THE TASK: Transcribe the data below verbatim from the line with "use std::path::PathBuf;" to the line with "if let Some(next_cmd)". Include both of those lines.

START DATA TO EXAMINE

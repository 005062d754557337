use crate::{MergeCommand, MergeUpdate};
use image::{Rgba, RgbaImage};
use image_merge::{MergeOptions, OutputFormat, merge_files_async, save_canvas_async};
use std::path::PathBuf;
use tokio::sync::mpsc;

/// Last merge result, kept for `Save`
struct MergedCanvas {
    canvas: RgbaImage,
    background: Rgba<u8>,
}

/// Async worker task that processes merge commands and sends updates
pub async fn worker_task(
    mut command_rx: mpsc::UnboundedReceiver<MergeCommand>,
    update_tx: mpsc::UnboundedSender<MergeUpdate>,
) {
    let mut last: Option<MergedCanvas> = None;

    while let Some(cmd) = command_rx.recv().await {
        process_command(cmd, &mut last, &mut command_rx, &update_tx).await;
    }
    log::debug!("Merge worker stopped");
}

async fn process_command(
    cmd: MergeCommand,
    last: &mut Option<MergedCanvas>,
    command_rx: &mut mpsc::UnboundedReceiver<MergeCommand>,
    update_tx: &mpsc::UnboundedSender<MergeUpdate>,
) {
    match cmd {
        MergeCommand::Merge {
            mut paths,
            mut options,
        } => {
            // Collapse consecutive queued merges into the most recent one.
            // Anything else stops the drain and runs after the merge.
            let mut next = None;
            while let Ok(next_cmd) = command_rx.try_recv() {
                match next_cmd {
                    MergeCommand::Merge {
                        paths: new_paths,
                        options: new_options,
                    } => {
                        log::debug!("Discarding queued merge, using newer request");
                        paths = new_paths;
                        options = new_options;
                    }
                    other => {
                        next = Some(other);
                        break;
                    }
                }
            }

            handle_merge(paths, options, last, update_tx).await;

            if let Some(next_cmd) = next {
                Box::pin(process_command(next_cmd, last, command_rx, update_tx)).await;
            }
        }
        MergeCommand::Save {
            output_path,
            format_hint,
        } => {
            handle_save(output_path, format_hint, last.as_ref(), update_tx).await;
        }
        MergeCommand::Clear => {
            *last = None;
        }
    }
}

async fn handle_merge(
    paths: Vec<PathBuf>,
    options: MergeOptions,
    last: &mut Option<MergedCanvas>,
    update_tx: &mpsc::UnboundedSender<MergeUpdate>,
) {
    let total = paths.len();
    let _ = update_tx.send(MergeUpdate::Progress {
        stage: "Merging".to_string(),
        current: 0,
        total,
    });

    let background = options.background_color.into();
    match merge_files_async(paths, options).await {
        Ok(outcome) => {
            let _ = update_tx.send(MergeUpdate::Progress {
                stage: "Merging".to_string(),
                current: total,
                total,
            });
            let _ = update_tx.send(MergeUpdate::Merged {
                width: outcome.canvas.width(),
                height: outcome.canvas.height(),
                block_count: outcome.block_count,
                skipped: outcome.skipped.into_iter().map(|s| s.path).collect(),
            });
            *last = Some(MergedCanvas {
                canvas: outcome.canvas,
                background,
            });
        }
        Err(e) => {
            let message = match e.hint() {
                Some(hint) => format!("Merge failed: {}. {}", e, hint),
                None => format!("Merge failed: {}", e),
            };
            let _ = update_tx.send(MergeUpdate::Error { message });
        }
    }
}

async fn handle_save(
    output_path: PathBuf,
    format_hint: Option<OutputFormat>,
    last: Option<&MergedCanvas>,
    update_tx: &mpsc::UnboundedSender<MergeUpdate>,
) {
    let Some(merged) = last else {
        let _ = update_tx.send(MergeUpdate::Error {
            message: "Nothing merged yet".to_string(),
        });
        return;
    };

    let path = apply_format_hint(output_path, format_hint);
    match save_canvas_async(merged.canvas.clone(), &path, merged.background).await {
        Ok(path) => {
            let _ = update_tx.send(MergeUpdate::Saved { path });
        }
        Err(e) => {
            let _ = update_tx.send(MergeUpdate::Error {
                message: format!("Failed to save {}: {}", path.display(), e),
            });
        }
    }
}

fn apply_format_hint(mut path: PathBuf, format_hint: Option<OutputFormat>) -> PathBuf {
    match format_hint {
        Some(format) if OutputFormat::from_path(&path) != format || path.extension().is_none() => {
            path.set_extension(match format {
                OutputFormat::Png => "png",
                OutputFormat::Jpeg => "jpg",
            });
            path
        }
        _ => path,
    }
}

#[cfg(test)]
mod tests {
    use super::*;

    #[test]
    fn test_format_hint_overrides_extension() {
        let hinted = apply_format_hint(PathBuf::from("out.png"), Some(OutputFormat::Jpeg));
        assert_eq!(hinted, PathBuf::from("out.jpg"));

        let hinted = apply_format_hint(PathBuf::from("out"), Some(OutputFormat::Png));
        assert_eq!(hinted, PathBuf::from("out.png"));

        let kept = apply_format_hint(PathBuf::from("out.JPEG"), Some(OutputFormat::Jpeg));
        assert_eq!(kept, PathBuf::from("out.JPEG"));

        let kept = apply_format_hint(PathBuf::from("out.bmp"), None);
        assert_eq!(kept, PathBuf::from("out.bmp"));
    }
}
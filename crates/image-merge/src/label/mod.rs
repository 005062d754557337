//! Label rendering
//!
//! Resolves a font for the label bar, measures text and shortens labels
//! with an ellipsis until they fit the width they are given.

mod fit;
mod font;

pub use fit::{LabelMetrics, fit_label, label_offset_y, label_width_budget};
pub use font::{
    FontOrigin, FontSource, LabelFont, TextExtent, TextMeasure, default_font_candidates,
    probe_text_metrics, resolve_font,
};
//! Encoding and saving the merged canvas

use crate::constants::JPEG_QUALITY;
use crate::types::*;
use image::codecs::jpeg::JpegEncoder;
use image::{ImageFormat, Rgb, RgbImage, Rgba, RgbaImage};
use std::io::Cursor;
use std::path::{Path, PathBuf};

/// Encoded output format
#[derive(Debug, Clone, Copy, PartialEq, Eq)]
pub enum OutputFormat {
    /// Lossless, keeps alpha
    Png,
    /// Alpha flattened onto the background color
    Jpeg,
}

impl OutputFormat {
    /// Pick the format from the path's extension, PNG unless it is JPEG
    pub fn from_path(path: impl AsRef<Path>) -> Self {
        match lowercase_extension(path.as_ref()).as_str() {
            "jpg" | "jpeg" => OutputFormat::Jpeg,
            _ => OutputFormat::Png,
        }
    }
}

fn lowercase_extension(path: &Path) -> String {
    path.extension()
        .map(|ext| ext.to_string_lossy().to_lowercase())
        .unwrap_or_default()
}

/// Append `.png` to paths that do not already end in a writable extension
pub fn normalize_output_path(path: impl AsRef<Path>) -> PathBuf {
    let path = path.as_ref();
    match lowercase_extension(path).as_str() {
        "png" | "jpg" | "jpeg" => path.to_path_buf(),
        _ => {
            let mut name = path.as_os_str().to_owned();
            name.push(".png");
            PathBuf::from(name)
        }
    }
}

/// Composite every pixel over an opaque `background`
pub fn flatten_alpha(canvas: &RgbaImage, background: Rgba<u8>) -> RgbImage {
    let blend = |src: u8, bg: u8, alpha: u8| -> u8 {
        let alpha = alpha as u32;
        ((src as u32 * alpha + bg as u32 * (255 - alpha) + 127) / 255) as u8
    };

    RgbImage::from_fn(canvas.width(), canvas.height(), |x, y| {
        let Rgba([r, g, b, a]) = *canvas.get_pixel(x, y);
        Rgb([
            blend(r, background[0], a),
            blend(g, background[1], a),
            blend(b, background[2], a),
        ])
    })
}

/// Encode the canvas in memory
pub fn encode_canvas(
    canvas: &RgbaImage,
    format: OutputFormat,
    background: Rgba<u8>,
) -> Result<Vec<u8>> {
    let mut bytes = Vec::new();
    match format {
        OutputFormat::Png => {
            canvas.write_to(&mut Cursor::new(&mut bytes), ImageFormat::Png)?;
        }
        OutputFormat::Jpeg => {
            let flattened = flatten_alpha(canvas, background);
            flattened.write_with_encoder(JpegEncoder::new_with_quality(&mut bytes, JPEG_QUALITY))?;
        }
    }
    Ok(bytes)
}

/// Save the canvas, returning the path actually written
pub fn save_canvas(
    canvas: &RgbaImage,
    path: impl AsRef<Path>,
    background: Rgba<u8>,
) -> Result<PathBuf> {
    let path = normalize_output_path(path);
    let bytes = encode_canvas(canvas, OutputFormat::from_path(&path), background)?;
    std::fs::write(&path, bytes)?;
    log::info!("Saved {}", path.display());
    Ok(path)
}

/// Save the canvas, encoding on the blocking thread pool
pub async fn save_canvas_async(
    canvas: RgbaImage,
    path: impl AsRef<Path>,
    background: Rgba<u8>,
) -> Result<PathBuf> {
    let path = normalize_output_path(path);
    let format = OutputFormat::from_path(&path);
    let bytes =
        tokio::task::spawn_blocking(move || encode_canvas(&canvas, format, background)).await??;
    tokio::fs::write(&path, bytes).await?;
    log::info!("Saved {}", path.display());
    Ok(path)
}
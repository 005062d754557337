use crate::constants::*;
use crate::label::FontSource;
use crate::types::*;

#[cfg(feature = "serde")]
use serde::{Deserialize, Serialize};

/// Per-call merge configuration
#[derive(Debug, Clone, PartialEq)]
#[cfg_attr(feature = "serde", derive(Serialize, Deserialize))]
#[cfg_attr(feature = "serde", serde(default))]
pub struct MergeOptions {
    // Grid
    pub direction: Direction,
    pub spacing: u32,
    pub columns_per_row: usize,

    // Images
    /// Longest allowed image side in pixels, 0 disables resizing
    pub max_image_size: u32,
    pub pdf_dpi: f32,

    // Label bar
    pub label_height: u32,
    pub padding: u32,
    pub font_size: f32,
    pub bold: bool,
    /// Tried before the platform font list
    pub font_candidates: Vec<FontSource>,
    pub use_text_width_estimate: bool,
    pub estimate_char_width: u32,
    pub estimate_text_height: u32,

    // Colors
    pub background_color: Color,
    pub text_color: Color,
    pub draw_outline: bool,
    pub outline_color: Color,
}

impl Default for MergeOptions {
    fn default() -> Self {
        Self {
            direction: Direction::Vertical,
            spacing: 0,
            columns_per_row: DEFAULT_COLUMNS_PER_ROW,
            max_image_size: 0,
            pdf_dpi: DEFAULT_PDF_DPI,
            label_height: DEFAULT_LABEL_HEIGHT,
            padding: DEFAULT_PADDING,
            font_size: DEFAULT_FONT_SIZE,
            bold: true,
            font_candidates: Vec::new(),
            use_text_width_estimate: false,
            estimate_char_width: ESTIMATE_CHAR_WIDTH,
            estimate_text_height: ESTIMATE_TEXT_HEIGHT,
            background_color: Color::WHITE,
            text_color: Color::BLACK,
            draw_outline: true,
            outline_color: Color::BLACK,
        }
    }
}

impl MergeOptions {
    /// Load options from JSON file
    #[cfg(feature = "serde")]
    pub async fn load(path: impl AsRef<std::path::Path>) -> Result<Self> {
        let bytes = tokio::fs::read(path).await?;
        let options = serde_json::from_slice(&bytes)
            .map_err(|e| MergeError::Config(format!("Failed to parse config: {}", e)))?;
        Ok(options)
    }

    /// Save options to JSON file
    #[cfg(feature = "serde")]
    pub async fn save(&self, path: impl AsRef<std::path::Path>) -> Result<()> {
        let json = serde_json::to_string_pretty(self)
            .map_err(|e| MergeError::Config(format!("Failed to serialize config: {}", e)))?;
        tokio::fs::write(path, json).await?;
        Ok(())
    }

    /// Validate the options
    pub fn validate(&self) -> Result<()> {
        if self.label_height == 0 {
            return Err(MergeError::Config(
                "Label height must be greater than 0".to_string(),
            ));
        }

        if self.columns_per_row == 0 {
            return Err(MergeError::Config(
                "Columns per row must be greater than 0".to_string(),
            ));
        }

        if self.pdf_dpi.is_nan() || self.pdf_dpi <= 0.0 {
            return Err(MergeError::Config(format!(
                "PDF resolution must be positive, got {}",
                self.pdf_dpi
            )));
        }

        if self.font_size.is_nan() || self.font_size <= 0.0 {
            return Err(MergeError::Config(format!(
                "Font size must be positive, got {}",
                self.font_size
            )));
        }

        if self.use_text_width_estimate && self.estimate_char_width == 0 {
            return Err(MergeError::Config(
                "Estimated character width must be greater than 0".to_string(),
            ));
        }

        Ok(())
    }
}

END DATA TO EXAMINE

PROBLEM SOLUTION:
use std::path::PathBuf;
use tokio::sync::mpsc;

/// Last merge result, kept for `Save`
struct MergedCanvas {
    canvas: RgbaImage,
    background: Rgba<u8>,
}

/// Async worker task that processes merge commands and sends updates
pub async fn worker_task(
    mut command_rx: mpsc::UnboundedReceiver<MergeCommand>,
    update_tx: mpsc::UnboundedSender<MergeUpdate>,
) {
    let mut last: Option<MergedCanvas> = None;

    while let Some(cmd) = command_rx.recv().await {
        process_command(cmd, &mut last, &mut command_rx, &update_tx).await;
    }
    log::debug!("Merge worker stopped");
}

async fn process_command(
    cmd: MergeCommand,
    last: &mut Option<MergedCanvas>,
    command_rx: &mut mpsc::UnboundedReceiver<MergeCommand>,
    update_tx: &mpsc::UnboundedSender<MergeUpdate>,
) {
    match cmd {
        MergeCommand::Merge {
            mut paths,
            mut options,
        } => {
            // Collapse consecutive queued merges into the most recent one.
            // Anything else stops the drain and runs after the merge.
            let mut next = None;
            while let Ok(next_cmd) = command_rx.try_recv() {
                match next_cmd {
                    MergeCommand::Merge {
                        paths: new_paths,
                        options: new_options,
                    } => {
                        log::debug!("Discarding queued merge, using newer request");
                        paths = new_paths;
                        options = new_options;
                    }
                    other => {
                        next = Some(other);
                        break;
                    }
                }
            }

            handle_merge(paths, options, last, update_tx).await;

            if let Some(next_cmd) = next {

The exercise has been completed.